So we talked tonight. More truthfully we talked in circles. We didn't get anywhere. We both said we wanted to make it work, but we couldn't see how to. I told him how much he has been hurthing me lately, and how it is unfair for him to expect me to just set it all aside an we'd be all better. He is unwilling to give me the time I need to let go of all the hurt I'm feeling, and I can't give him the phyical affection he wants me to give him right now untill I let go of the hurt I'm feeling. It's like a trap. Its like we're stuck in a hedge maze going around and around in circles.

Truth be told, I'm kinda scared of him. He broke the keybox by our door. Just violently ripped it from the wall. It flew across the room. A good six feet. He's only hit me a few times, and never with any long term results. But When ever he gets real angry like that, he still scares me.
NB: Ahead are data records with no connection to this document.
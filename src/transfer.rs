//! Export, import and full backups.
//!
//! Exports are pretty-printed JSON documents. Imports are parsed and
//! normalized completely before anything is handed back, so a bad record
//! anywhere in the file means nothing is applied.

use crate::collection::Record;
use crate::error::{Error, Result};
use crate::id::{generate_id, RecordId};
use crate::models::{Note, Project, SavedScript, Settings, Task};
use chrono::{DateTime, SecondsFormat, Utc};
use serde::{Deserialize, Serialize};
use serde_json::{Map, Value};
use std::collections::HashSet;

/// User-facing notice when an empty collection is exported.
fn nothing_to_export(collection: &str) -> String {
    match collection {
        "tasks" => "Keine Aufgaben zum Exportieren".to_string(),
        "notes" => "Keine Notizen zum Exportieren".to_string(),
        "projects" => "Keine Projekte zum Exportieren".to_string(),
        "scripts" => "Keine Scripts zum Exportieren vorhanden".to_string(),
        other => format!("Keine Einträge in '{other}' zum Exportieren"),
    }
}

fn timestamp(now: DateTime<Utc>) -> String {
    now.to_rfc3339_opts(SecondsFormat::Millis, true)
}

/// Export one collection as `{ <collection>: [...], exported, stats }`.
///
/// # Errors
///
/// Returns a validation error when `records` is empty, or a JSON error if
/// serialization fails.
pub fn export_collection<R: Record, T: Serialize>(records: &[R], stats: &T, now: DateTime<Utc>) -> Result<String> {
    if records.is_empty() {
        return Err(Error::validation(nothing_to_export(R::COLLECTION)));
    }
    let mut doc = Map::new();
    doc.insert(R::COLLECTION.to_string(), serde_json::to_value(records)?);
    doc.insert("exported".to_string(), Value::String(timestamp(now)));
    doc.insert("stats".to_string(), serde_json::to_value(stats)?);
    Ok(serde_json::to_string_pretty(&Value::Object(doc))?)
}

/// Export a single saved script as `{ script, exported }`.
///
/// # Errors
///
/// Returns a JSON error if serialization fails.
pub fn export_script(script: &SavedScript, now: DateTime<Utc>) -> Result<String> {
    let doc = serde_json::json!({ "script": script, "exported": timestamp(now) });
    Ok(serde_json::to_string_pretty(&doc)?)
}

/// How ids in an incoming file are treated.
enum IdPolicy {
    /// Every record gets a new id.
    Fresh,
    /// Valid, unique UUIDs are kept; anything else is replaced.
    KeepValid(HashSet<RecordId>),
}

impl IdPolicy {
    fn assign(&mut self, stored: Option<&Value>) -> RecordId {
        match self {
            Self::Fresh => generate_id(),
            Self::KeepValid(seen) => {
                let parsed = stored.and_then(Value::as_str).and_then(|s| RecordId::parse_str(s).ok());
                match parsed {
                    Some(id) if seen.insert(id) => id,
                    _ => {
                        let id = generate_id();
                        seen.insert(id);
                        id
                    }
                }
            }
        }
    }
}

/// Turn one raw JSON object into a typed record.
///
/// Fills in the id according to `ids`, a missing `createdAt` with `now` and
/// a missing `updatedAt` with the creation time, then settles the record's
/// own invariants.
fn normalize<R: Record>(item: Value, index: usize, ids: &mut IdPolicy, now: DateTime<Utc>) -> Result<R> {
    let Value::Object(mut fields) = item else {
        return Err(Error::import(format!("{} #{}: kein JSON-Objekt", R::COLLECTION, index + 1)));
    };
    let id = ids.assign(fields.get("id"));
    fields.insert("id".to_string(), Value::String(id.to_string()));

    let created = match fields.get("createdAt") {
        Some(Value::String(s)) if !s.is_empty() => Value::String(s.clone()),
        _ => Value::String(timestamp(now)),
    };
    fields.insert("createdAt".to_string(), created.clone());
    if !matches!(fields.get("updatedAt"), Some(Value::String(s)) if !s.is_empty()) {
        fields.insert("updatedAt".to_string(), created);
    }

    let mut record: R = serde_json::from_value(Value::Object(fields))
        .map_err(|err| Error::import(format!("{} #{}: {err}", R::COLLECTION, index + 1)))?;
    record.normalize();
    Ok(record)
}

fn normalize_all<R: Record>(items: Vec<Value>, ids: &mut IdPolicy, now: DateTime<Utc>) -> Result<Vec<R>> {
    items.into_iter().enumerate().map(|(i, item)| normalize(item, i, ids, now)).collect()
}

/// Parse a per-collection import file.
///
/// Accepts `{ <collection>: [...] }` and, for kinds with a single-record
/// wrapper, `{ <item>: {...} }`. Every record gets a fresh id. The records
/// come back in file order.
///
/// # Errors
///
/// Returns an import error if the file is not JSON, has neither wrapper,
/// or any record fails to parse.
pub fn parse_import<R: Record>(json: &str, now: DateTime<Utc>) -> Result<Vec<R>> {
    let doc: Value =
        serde_json::from_str(json).map_err(|err| Error::import(format!("Ungültiges JSON: {err}")))?;
    let mut ids = IdPolicy::Fresh;

    if let Some(items) = doc.get(R::COLLECTION) {
        let Value::Array(items) = items else {
            return Err(Error::import(format!("'{}' ist keine Liste", R::COLLECTION)));
        };
        return normalize_all(items.clone(), &mut ids, now);
    }
    if let Some(item) = R::ITEM_KEY.and_then(|key| doc.get(key)) {
        return Ok(vec![normalize(item.clone(), 0, &mut ids, now)?]);
    }
    Err(Error::import(format!("Unbekanntes Format: '{}' fehlt", R::COLLECTION)))
}

/// Full backup document.
#[derive(Debug, Clone, Default, PartialEq, Eq, Serialize, Deserialize)]
#[serde(rename_all = "camelCase")]
pub struct Backup {
    /// Task list, when present.
    #[serde(default, skip_serializing_if = "Option::is_none")]
    pub tasks: Option<Vec<Task>>,
    /// Notes, when present.
    #[serde(default, skip_serializing_if = "Option::is_none")]
    pub notes: Option<Vec<Note>>,
    /// Projects, when present.
    #[serde(default, skip_serializing_if = "Option::is_none")]
    pub projects: Option<Vec<Project>>,
    /// Saved scripts; absent in older backups.
    #[serde(default, skip_serializing_if = "Option::is_none")]
    pub scripts: Option<Vec<SavedScript>>,
    /// UI settings, when present.
    #[serde(default, skip_serializing_if = "Option::is_none")]
    pub settings: Option<Settings>,
    /// When the backup was written.
    #[serde(default, skip_serializing_if = "Option::is_none")]
    pub export_date: Option<DateTime<Utc>>,
}

impl Backup {
    /// Number of records across all collections present.
    #[must_use]
    pub fn record_count(&self) -> usize {
        self.tasks.as_ref().map_or(0, Vec::len)
            + self.notes.as_ref().map_or(0, Vec::len)
            + self.projects.as_ref().map_or(0, Vec::len)
            + self.scripts.as_ref().map_or(0, Vec::len)
    }
}

/// Serialize a full backup.
///
/// # Errors
///
/// Returns a JSON error if serialization fails.
pub fn export_backup(backup: &Backup) -> Result<String> {
    Ok(serde_json::to_string_pretty(backup)?)
}

fn section<R: Record>(doc: &mut Map<String, Value>, now: DateTime<Utc>) -> Result<Option<Vec<R>>> {
    match doc.remove(R::COLLECTION) {
        None | Some(Value::Null) => Ok(None),
        Some(Value::Array(items)) => {
            let mut ids = IdPolicy::KeepValid(HashSet::new());
            normalize_all(items, &mut ids, now).map(Some)
        }
        Some(_) => Err(Error::import(format!("'{}' ist keine Liste", R::COLLECTION))),
    }
}

/// Parse a backup file, including ones written before scripts were backed up
/// or with legacy numeric ids.
///
/// # Errors
///
/// Returns an import error if the file is not a JSON object or any section
/// fails to parse.
pub fn parse_backup(json: &str, now: DateTime<Utc>) -> Result<Backup> {
    let doc: Value =
        serde_json::from_str(json).map_err(|err| Error::import(format!("Ungültiges JSON: {err}")))?;
    let Value::Object(mut doc) = doc else {
        return Err(Error::import("Backup ist kein JSON-Objekt"));
    };

    let settings = match doc.remove("settings") {
        None | Some(Value::Null) => None,
        Some(value) => Some(
            serde_json::from_value(value).map_err(|err| Error::import(format!("settings: {err}")))?,
        ),
    };
    let export_date = doc
        .get("exportDate")
        .and_then(Value::as_str)
        .and_then(|s| DateTime::parse_from_rfc3339(s).ok())
        .map(|d| d.with_timezone(&Utc));

    Ok(Backup {
        tasks: section(&mut doc, now)?,
        notes: section(&mut doc, now)?,
        projects: section(&mut doc, now)?,
        scripts: section(&mut doc, now)?,
        settings,
        export_date,
    })
}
Not last sunday, (Day Before Yesterday) but the sunday before (Father's Day) he shoved the computer chair right into my head. Did I already write about that? He rammed the chair with such angry force. I told him that it scared me that maybe it was esclating, that maybe it was getting worse, he got so mad about that. Later he told me that I was the kind of girl who never find a boyfriend that wouldn't hit me. That hurt so much. I don't know if I can forgive him for that. I know I can't right now.

So in the morning I'm going to have to do something I told myself I would never do, I will have to call my Opa and ask if I could borrow some money so I can get into my own place, because I can't do it on my own.